Credit cards are possibly one of the most polarizing subjects in the history of money management. Depending on your habits, they can be either the best or the worst things that ever happened to your finances.
When used responsibly, a credit card can empower you to be more financially free. You’ll get many perks—cashback, rewards, discounts, and fraud protection—that you otherwise wouldn’t have access to.
However, it can also cripple you financially if you don’t put in the effort to be more knowledgeable, disciplined, and intentional in your credit card use.
Ready to kill old patterns? Check out this list of bad credit card habits to avoid, including tips on how to break them.
10 Bad Credit Card Habits That Can Ruin Your Credit Score
While a credit card can make your life easier, it can also ruin your credit score.

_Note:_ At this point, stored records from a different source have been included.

//! Conversations tab.
//!
//! A small navigation stack: the conversation list at the root and open
//! chats pushed on top of it. Only the object store and chat sub-services
//! are reachable from here.

use super::{key_press, ModuleAction, ModuleCoordinator, ModuleKind, Presentation};
use crate::messaging::{Author, ChatService, Conversation, ConversationId, ObjectStore};
use crate::styles::{Theme, LIST_HIGHLIGHT_SYMBOL};
use crate::utils::{ListStateExt, TextInput};
use crate::widgets::{TextInputWidget, TextInputWidgetExt};
use anyhow::Result;
use chrono::Local;
use crossterm::event::{Event, KeyCode};
use ratatui::prelude::*;
use ratatui::widgets::{Block, BorderType, Borders, List, ListItem, ListState, Paragraph, Wrap};
use std::rc::Rc;
use tracing::{debug, info, warn};

pub struct ConversationsModule {
    theme: Theme,
    objects: Rc<dyn ObjectStore>,
    chats: Rc<dyn ChatService>,
    conversations: Vec<Conversation>,
    list_state: ListState,
    /// Open chats, top of the stack is visible. Empty shows the list.
    stack: Vec<ConversationId>,
    composer: TextInput,
}

impl ConversationsModule {
    pub fn new(theme: Theme, objects: Rc<dyn ObjectStore>, chats: Rc<dyn ChatService>) -> Self {
        Self {
            theme,
            objects,
            chats,
            conversations: Vec::new(),
            list_state: ListState::default(),
            stack: Vec::new(),
            composer: TextInput::new(),
        }
    }

    /// Show a conversation.
    pub fn show_conversation(&mut self, conversation: ConversationId, presentation: Presentation) {
        match presentation {
            Presentation::Immediate => {
                self.stack.clear();
                self.stack.push(conversation);
            }
            Presentation::Animated => {
                if self.stack.last() != Some(&conversation) {
                    self.stack.push(conversation);
                }
            }
        }
        self.composer.clear();
        debug!("Showing {} ({:?})", conversation, presentation);
    }

    /// The conversation currently on screen, if a chat is open.
    pub fn current_conversation(&self) -> Option<ConversationId> {
        self.stack.last().copied()
    }

    /// Depth of the navigation stack, not counting the list.
    pub fn stack_depth(&self) -> usize {
        self.stack.len()
    }

    fn reload(&mut self) {
        self.conversations = self.objects.conversations();
        self.list_state.clamp_to(self.conversations.len());
    }

    fn handle_list_key(&mut self, code: KeyCode) -> ModuleAction {
        if self.list_state.navigate(code, self.conversations.len()) {
            return ModuleAction::None;
        }
        if code == KeyCode::Enter {
            let selected = self
                .list_state
                .selected()
                .and_then(|i| self.conversations.get(i))
                .map(|c| c.id);
            if let Some(id) = selected {
                self.show_conversation(id, Presentation::Animated);
            }
        }
        ModuleAction::None
    }

    fn handle_chat_key(&mut self, conversation: ConversationId, code: KeyCode) -> ModuleAction {
        match code {
            KeyCode::Esc => {
                self.stack.pop();
                self.composer.clear();
                ModuleAction::None
            }
            KeyCode::Enter => {
                if self.composer.is_empty() {
                    return ModuleAction::None;
                }
                let text = self.composer.take();
                match self.chats.send_message(conversation, &text) {
                    Ok(()) => {
                        info!("Sent message in {}", conversation);
                        ModuleAction::None
                    }
                    Err(e) => {
                        warn!("Failed to send message in {}: {:#}", conversation, e);
                        // Keep the draft so the user can retry
                        self.composer = TextInput::with_text(text);
                        ModuleAction::Failed(format!("Message not sent: {}", e))
                    }
                }
            }
            other => {
                self.composer.handle_key(other);
                ModuleAction::None
            }
        }
    }

    fn render_list(&mut self, frame: &mut Frame, area: Rect) {
        let block = Block::default()
            .borders(Borders::ALL)
            .border_type(BorderType::Rounded)
            .border_style(self.theme.border_focused_style())
            .title(" Chats ")
            .title_style(self.theme.title_style());

        if self.conversations.is_empty() {
            let empty = Paragraph::new("No conversations. Pick a contact to start one.")
                .style(self.theme.muted_style())
                .block(block);
            frame.render_widget(empty, area);
            return;
        }

        let items: Vec<ListItem> = self
            .conversations
            .iter()
            .map(|c| {
                let when = c
                    .last_activity
                    .map(|t| t.with_timezone(&Local).format("%H:%M").to_string())
                    .unwrap_or_default();
                ListItem::new(Line::from(vec![
                    Span::styled(c.title.clone(), self.theme.name_style()),
                    Span::styled(format!("  {}", when), self.theme.muted_style()),
                ]))
            })
            .collect();

        let list = List::new(items)
            .block(block)
            .highlight_style(self.theme.highlight_style())
            .highlight_symbol(LIST_HIGHLIGHT_SYMBOL);
        frame.render_stateful_widget(list, area, &mut self.list_state);
    }

    fn render_chat(&self, frame: &mut Frame, area: Rect, conversation: ConversationId) {
        let [history_area, input_area] =
            Layout::vertical([Constraint::Min(0), Constraint::Length(3)]).areas(area);

        let peer = self
            .objects
            .conversation(conversation)
            .and_then(|c| self.objects.contact(&c.contact))
            .map(|c| c.name)
            .unwrap_or_else(|| conversation.to_string());

        let lines: Vec<Line> = self
            .objects
            .messages(conversation)
            .into_iter()
            .map(|m| {
                let (name, style) = match &m.author {
                    Author::Me => ("you".to_string(), self.theme.emphasis_style()),
                    Author::Contact(_) => (peer.clone(), self.theme.name_style()),
                };
                Line::from(vec![
                    Span::styled(
                        format!("[{}] ", m.sent_at.with_timezone(&Local).format("%H:%M")),
                        self.theme.muted_style(),
                    ),
                    Span::styled(format!("{}: ", name), style),
                    Span::styled(m.text, self.theme.text_style()),
                ])
            })
            .collect();

        // Keep the newest messages in view
        let visible = history_area.height.saturating_sub(2) as usize;
        let skip = lines.len().saturating_sub(visible);
        let block = Block::default()
            .borders(Borders::ALL)
            .border_type(BorderType::Rounded)
            .border_style(self.theme.border_style())
            .title(format!(" {} ", peer))
            .title_style(self.theme.title_style());
        let history = Paragraph::new(lines.into_iter().skip(skip).collect::<Vec<_>>())
            .block(block)
            .wrap(Wrap { trim: false });
        frame.render_widget(history, history_area);

        let input = TextInputWidget::new(&self.composer, &self.theme)
            .placeholder("Type a message")
            .focused(true);
        frame.render_text_input_widget(input, input_area);
    }
}

impl ModuleCoordinator for ConversationsModule {
    fn kind(&self) -> ModuleKind {
        ModuleKind::Conversations
    }

    fn start(&mut self) -> Result<()> {
        self.reload();
        debug!(
            "Conversations module started with {} conversations",
            self.conversations.len()
        );
        Ok(())
    }

    fn render(&mut self, frame: &mut Frame, area: Rect) -> Result<()> {
        self.reload();
        match self.current_conversation() {
            Some(conversation) => self.render_chat(frame, area, conversation),
            None => self.render_list(frame, area),
        }
        Ok(())
    }

    fn handle_event(&mut self, event: &Event) -> Result<ModuleAction> {
        let Some(key) = key_press(event) else {
            return Ok(ModuleAction::None);
        };
        let action = match self.current_conversation() {
            Some(conversation) => self.handle_chat_key(conversation, key.code),
            None => {
                self.reload();
                self.handle_list_key(key.code)
            }
        };
        Ok(action)
    }

    fn is_input_focused(&self) -> bool {
        self.current_conversation().is_some()
    }

    fn footer_hint(&self) -> &'static str {
        if self.current_conversation().is_some() {
            "Send: Enter | Back: Esc"
        } else {
            "Open: Enter | Move: ↑/↓"
        }
    }
}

You can’t underestimate the importance of your credit score as it spells the difference between getting approved or declined for another credit card or loan.
In a country like the Philippines which has a huge financial literacy gap,[1] those who don’t know any better may quickly fall into the mindset that credit is free money. One major slip, and they can go down a steep slope that leads directly to deep debt.
Keep a good credit score by breaking the following bad money habits.
❌ Paying Only the Minimum Amount Due
Half measures are dangerous—both in life and in managing credit. The minimum amount due on your credit card bill is not a license for you to go for the bare minimum.
You’re technically free to make only minimum payments every month, but doing so regularly as a quick fix will drag you deeper into debt as your unpaid balance adds up.
Plus, paying only the minimum amount due raises your credit utilization ratio.[2] By not settling your credit card bill in full, you incur interest, which raises your balance, thus increasing your credit utilization and hurting your credit score.
In simpler terms, making minimum monthly payments is almost the same as not paying your credit card bill at all as you just end up getting into more debt.
How to Break This Habit
How to avoid bad credit? Ignore the minimum amount due on your credit card bill. Think of it as a wolf in sheep’s clothing—it will earn your confidence now and then stab you with hefty fees in the next billing cycle.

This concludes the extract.